● Task material
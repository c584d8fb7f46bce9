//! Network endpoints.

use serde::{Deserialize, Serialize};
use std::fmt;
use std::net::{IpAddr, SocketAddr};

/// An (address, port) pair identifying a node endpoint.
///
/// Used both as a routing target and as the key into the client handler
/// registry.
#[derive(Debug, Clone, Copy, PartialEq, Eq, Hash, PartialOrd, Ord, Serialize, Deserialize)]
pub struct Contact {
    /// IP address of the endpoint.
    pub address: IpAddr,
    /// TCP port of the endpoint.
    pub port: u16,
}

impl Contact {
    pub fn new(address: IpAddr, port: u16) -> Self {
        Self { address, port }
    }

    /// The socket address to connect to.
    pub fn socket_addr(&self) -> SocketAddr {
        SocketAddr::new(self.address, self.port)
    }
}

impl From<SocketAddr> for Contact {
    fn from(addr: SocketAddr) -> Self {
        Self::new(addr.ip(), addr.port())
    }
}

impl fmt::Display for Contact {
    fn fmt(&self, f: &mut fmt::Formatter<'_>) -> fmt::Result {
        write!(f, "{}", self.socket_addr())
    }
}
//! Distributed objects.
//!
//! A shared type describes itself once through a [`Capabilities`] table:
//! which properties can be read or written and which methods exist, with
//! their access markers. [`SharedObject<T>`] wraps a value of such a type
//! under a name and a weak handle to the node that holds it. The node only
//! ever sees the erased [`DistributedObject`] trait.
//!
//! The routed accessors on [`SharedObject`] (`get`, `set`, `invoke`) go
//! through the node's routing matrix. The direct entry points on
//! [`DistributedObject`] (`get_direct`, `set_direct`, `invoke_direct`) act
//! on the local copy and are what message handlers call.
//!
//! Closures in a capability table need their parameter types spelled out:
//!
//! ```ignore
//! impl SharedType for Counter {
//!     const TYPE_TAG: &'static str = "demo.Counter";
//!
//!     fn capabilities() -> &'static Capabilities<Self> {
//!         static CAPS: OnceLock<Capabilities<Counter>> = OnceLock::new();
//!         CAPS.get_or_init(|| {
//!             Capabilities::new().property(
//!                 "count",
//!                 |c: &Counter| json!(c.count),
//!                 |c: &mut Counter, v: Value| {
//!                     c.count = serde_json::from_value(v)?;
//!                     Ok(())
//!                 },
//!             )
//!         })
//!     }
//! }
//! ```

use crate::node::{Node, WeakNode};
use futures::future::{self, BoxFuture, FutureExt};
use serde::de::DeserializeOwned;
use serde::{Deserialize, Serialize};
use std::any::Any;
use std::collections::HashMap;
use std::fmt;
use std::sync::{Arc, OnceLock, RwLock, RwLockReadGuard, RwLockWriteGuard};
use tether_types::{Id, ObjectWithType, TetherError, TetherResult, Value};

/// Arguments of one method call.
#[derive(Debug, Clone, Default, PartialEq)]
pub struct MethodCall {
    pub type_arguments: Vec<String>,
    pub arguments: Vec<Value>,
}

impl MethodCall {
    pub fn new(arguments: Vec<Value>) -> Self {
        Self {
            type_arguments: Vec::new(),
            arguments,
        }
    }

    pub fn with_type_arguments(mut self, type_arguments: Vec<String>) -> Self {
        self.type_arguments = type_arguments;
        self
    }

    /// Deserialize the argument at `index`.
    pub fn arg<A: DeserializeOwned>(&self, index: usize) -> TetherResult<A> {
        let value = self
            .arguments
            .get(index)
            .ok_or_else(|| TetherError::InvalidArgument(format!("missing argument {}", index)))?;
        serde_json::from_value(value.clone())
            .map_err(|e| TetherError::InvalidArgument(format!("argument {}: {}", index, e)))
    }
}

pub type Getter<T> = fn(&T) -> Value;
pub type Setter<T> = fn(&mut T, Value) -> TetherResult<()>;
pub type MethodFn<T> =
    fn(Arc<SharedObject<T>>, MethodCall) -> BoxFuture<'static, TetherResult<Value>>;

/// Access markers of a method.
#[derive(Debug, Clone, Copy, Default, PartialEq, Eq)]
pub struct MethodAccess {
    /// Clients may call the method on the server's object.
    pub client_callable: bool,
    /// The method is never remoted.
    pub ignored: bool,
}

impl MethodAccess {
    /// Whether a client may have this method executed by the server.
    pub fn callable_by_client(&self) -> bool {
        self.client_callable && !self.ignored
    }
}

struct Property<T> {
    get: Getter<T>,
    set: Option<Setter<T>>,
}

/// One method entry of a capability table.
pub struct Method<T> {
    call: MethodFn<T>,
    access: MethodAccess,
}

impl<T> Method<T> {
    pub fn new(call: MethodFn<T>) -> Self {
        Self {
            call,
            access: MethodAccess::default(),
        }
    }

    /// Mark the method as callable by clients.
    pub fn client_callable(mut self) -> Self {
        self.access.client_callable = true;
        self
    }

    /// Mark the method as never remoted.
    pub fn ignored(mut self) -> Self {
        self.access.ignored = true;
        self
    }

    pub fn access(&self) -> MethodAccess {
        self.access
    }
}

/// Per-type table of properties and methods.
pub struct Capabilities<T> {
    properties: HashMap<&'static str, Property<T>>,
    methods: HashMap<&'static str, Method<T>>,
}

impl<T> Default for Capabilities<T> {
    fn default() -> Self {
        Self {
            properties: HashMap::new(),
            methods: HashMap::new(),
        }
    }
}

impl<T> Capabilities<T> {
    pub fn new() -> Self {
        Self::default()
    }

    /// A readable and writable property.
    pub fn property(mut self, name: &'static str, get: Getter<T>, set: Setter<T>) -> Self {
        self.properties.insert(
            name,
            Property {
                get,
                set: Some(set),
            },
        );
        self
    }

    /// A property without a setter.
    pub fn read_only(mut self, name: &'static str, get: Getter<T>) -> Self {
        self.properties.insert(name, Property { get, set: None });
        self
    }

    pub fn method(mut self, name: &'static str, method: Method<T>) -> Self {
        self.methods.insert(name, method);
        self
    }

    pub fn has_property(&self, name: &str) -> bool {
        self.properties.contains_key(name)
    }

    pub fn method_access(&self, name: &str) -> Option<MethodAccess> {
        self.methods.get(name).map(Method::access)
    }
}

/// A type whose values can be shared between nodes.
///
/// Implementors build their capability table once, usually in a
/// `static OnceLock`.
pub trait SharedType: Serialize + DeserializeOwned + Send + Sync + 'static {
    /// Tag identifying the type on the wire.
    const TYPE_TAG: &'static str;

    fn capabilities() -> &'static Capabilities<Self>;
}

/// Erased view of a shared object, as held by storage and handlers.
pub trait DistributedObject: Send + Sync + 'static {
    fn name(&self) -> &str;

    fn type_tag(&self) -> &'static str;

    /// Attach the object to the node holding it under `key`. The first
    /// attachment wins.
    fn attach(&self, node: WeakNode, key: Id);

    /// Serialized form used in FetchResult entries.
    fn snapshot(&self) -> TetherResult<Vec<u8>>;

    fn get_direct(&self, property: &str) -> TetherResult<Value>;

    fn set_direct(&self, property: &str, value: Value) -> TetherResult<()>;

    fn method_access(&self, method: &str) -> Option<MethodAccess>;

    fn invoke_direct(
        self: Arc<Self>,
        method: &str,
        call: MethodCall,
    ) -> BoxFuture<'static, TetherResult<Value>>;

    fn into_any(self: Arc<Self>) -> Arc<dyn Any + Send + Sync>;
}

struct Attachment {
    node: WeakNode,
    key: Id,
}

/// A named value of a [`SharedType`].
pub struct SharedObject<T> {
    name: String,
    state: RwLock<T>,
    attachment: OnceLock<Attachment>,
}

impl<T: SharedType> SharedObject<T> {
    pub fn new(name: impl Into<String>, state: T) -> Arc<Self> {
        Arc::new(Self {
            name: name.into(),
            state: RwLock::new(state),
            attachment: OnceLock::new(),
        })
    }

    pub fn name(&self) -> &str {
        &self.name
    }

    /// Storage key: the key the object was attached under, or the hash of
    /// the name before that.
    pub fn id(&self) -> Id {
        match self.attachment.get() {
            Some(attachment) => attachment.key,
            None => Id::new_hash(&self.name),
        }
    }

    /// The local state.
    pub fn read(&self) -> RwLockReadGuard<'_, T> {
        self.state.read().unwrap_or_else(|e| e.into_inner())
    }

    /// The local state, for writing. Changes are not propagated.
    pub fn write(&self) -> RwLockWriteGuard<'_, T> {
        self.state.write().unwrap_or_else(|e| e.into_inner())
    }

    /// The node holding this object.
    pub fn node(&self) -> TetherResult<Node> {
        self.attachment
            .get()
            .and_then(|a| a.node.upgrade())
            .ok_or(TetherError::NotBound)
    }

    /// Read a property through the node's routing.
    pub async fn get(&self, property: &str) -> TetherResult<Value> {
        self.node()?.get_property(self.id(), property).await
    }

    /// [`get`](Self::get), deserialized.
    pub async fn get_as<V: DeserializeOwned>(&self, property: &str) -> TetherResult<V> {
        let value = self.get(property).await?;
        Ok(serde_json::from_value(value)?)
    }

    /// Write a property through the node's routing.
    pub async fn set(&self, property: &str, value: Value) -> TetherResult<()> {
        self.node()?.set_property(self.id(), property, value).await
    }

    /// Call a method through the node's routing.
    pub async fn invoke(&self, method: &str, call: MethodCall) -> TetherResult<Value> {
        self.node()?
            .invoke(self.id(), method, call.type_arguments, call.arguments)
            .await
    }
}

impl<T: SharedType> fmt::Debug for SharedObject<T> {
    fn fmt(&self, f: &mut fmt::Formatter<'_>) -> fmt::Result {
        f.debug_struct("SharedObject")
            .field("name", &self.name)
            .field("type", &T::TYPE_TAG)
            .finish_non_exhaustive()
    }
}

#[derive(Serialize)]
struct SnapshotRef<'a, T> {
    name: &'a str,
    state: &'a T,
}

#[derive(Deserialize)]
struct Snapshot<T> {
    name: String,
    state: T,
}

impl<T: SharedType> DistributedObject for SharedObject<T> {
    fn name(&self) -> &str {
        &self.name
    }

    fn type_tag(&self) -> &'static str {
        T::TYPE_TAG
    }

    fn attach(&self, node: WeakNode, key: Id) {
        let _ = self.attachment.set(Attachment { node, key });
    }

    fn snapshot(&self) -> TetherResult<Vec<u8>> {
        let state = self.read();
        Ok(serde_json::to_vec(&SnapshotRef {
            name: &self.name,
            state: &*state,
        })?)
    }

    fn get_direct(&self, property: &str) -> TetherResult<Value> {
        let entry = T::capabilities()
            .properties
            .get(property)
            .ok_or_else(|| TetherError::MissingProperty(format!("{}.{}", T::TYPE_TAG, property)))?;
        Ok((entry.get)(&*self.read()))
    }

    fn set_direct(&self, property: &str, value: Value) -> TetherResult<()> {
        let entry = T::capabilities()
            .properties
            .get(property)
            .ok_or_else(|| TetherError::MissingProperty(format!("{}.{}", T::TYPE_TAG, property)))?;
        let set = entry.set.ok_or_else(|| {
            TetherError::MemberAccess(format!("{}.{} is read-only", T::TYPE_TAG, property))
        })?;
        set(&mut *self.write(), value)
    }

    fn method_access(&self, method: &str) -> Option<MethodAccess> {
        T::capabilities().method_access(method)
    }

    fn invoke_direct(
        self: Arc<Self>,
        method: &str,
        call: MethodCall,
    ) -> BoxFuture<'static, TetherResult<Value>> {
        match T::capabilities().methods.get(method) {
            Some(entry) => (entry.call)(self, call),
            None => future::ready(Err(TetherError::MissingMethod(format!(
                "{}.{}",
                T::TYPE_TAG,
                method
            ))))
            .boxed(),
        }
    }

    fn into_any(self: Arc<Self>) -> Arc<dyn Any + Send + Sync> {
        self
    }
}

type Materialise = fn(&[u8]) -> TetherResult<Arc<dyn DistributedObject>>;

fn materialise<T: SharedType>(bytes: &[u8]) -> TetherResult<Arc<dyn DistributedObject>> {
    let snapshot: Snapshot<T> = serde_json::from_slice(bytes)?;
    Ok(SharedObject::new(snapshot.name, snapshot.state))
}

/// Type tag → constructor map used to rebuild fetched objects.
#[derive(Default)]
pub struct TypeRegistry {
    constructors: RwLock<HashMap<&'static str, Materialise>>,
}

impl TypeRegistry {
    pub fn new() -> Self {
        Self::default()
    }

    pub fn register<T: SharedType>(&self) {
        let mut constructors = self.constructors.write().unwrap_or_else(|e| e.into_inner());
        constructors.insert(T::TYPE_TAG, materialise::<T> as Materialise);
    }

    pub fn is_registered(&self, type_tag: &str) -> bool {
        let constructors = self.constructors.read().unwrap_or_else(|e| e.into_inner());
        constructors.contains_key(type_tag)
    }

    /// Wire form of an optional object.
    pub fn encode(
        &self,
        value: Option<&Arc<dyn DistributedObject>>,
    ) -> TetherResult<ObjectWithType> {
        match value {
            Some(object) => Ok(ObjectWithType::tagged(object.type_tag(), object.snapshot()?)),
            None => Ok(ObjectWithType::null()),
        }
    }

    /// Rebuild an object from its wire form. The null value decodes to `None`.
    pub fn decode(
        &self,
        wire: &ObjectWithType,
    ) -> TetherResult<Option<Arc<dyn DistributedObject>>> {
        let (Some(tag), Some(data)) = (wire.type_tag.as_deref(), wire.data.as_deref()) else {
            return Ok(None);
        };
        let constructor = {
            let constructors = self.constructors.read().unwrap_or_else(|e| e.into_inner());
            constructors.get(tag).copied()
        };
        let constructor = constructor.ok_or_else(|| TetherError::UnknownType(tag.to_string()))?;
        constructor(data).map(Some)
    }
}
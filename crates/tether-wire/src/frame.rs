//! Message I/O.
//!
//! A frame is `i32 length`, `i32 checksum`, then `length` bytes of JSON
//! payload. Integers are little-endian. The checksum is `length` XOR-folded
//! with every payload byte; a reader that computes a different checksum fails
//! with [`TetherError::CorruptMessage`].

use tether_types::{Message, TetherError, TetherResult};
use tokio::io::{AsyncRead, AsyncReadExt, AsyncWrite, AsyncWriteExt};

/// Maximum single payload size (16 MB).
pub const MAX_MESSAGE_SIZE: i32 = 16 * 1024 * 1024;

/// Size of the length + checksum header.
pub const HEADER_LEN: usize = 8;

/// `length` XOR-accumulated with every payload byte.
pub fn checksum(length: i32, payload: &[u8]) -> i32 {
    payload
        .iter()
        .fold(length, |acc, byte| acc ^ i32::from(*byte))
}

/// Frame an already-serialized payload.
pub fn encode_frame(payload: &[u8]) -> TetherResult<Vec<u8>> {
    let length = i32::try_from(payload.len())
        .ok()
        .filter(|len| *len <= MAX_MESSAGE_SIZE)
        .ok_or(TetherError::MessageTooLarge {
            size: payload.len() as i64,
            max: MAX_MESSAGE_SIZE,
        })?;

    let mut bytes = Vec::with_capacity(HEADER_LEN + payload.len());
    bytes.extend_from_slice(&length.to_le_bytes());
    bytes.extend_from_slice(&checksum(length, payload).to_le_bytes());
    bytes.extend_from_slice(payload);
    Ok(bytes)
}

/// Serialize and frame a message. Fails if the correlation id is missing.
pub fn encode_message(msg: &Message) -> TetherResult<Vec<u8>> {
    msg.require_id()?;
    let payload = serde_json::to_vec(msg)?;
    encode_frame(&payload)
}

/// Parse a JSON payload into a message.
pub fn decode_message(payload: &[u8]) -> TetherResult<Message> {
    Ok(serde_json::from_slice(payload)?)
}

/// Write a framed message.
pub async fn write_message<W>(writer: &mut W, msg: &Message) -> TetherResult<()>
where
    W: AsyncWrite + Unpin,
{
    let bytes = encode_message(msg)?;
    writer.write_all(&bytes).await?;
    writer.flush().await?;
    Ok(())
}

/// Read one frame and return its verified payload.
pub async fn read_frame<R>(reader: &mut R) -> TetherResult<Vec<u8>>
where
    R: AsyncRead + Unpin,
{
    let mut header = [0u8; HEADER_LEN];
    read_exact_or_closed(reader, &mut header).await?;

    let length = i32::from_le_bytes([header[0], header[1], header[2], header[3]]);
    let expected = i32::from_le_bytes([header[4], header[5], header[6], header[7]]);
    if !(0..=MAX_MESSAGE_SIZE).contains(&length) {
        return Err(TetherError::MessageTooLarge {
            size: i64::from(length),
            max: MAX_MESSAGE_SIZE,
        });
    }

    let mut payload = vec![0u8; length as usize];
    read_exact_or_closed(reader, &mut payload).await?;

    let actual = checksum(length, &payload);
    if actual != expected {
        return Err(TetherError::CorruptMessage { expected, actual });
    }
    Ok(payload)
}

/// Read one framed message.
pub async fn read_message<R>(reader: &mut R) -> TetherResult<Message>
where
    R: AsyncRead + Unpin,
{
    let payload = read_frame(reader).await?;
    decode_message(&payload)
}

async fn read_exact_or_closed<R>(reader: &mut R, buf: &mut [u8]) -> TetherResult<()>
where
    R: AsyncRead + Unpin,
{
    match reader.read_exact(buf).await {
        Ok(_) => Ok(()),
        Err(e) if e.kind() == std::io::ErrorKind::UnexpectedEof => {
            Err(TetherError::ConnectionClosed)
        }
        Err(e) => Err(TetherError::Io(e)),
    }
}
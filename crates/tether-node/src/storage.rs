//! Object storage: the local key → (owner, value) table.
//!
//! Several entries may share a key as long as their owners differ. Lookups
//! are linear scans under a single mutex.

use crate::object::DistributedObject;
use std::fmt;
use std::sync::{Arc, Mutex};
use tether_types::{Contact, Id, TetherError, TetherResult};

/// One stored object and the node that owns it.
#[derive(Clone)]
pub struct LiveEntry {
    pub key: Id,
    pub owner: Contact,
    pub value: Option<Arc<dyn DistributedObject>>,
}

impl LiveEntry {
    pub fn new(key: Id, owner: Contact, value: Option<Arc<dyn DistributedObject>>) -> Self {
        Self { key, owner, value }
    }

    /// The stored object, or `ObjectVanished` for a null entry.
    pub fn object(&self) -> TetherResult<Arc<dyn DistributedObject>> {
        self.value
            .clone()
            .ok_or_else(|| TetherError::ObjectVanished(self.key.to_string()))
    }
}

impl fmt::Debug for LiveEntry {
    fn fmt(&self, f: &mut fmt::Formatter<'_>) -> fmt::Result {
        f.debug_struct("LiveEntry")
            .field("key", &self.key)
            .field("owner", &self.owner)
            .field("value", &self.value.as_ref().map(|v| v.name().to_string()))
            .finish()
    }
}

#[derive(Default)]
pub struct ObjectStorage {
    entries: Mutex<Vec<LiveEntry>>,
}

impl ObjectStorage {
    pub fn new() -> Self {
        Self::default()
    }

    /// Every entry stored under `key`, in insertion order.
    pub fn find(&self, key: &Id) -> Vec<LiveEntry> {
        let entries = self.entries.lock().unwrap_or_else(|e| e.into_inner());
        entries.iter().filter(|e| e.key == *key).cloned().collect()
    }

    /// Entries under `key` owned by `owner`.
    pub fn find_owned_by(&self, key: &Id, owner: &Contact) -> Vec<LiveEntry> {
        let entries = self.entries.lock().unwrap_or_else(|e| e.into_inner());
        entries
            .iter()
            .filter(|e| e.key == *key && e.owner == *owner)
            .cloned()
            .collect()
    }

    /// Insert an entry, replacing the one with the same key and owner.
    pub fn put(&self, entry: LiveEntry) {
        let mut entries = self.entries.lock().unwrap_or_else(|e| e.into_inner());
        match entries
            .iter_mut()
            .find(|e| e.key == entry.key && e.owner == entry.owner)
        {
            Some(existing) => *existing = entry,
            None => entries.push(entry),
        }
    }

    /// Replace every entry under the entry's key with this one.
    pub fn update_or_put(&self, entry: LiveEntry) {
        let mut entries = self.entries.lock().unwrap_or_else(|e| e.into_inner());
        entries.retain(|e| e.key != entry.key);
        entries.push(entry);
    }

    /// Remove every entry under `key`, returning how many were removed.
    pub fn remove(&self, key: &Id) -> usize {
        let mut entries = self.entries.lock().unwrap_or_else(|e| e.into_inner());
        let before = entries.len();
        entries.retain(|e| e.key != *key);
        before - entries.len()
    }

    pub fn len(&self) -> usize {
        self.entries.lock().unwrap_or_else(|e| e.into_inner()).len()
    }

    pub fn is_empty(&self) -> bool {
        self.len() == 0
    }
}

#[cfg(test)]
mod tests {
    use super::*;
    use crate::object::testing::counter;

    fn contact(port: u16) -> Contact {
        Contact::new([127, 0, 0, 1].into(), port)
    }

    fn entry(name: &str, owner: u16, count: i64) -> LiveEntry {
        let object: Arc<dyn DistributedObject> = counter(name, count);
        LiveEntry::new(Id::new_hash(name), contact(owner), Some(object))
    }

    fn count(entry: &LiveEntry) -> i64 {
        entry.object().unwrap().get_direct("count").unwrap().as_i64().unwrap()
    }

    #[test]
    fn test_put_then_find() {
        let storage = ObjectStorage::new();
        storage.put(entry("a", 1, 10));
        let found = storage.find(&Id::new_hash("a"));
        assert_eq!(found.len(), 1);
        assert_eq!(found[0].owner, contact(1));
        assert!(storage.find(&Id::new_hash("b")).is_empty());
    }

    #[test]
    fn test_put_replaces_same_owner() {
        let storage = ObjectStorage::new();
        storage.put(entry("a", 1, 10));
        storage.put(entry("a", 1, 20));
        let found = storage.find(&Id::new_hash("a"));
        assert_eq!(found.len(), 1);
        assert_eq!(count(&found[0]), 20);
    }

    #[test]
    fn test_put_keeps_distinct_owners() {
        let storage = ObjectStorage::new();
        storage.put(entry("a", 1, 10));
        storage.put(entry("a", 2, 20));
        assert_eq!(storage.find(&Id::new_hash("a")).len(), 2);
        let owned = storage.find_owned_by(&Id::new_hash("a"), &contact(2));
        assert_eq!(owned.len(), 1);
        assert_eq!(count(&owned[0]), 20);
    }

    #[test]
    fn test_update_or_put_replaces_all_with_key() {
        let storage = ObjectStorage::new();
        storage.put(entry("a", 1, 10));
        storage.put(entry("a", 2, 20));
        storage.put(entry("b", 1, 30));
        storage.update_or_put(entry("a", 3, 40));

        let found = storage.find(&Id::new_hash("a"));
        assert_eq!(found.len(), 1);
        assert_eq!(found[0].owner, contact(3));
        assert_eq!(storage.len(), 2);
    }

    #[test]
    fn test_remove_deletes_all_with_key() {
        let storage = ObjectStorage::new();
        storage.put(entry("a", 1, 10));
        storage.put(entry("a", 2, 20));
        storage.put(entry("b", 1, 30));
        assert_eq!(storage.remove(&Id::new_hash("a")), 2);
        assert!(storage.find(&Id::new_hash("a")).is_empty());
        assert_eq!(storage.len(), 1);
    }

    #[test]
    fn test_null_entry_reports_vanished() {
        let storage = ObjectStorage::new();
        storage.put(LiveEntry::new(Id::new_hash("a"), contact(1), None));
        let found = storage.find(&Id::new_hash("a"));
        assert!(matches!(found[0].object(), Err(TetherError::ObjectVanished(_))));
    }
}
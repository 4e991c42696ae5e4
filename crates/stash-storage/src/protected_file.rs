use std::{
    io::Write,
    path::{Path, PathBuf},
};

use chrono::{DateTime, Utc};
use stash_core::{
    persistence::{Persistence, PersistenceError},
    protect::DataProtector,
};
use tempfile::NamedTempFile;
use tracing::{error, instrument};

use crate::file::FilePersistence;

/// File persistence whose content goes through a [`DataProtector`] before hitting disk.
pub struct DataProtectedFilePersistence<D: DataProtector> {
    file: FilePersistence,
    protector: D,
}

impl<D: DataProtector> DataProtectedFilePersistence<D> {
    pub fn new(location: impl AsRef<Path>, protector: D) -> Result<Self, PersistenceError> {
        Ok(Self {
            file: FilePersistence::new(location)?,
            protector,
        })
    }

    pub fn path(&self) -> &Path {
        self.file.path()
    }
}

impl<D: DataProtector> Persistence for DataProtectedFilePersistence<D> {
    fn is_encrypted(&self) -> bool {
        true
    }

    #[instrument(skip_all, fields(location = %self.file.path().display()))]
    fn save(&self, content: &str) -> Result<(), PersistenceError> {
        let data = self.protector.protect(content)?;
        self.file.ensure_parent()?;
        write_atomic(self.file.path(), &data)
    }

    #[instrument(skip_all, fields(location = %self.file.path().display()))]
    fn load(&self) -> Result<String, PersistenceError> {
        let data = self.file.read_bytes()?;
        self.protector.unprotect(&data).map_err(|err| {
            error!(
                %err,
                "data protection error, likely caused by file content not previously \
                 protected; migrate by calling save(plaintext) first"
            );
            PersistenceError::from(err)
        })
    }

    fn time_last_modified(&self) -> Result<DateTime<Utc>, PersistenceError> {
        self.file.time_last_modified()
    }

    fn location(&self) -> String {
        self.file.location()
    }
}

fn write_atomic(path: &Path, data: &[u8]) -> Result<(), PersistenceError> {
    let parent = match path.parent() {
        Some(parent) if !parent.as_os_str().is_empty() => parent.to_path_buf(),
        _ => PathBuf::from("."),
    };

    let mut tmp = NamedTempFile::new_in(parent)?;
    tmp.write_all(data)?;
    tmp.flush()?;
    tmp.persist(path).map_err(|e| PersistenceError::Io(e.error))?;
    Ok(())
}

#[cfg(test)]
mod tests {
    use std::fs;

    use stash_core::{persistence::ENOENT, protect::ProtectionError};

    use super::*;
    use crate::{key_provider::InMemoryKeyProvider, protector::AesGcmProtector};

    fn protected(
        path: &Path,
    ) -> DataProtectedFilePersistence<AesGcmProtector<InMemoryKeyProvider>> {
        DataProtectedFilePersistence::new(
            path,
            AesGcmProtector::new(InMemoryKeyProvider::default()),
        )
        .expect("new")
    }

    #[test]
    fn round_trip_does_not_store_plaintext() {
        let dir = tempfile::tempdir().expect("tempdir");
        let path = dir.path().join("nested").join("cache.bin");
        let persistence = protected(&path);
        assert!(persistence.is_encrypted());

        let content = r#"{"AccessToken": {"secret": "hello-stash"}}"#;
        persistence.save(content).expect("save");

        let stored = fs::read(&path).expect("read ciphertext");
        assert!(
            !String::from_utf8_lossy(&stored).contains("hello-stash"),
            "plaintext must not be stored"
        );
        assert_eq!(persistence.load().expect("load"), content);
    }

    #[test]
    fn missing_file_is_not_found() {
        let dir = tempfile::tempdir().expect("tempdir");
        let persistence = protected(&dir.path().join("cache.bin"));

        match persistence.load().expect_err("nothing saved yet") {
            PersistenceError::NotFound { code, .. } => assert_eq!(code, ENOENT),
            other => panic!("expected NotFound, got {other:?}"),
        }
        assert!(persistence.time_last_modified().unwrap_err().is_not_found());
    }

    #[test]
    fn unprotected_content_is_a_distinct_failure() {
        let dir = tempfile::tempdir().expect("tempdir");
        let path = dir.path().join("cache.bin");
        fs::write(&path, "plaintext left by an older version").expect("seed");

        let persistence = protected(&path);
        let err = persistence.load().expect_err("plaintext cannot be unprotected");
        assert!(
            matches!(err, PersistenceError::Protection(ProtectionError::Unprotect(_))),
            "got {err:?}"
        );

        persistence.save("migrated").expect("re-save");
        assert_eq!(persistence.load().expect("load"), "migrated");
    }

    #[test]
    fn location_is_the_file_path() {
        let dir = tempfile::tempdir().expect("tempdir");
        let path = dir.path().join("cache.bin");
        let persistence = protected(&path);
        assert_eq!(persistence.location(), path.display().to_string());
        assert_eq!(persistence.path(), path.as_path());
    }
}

● Directions for this task
For each line of the material that contains the word "IpAddr", make a copy.

● Output for this exercise
use std::net::{IpAddr, SocketAddr};
    pub address: IpAddr,
    pub fn new(address: IpAddr, port: u16) -> Self {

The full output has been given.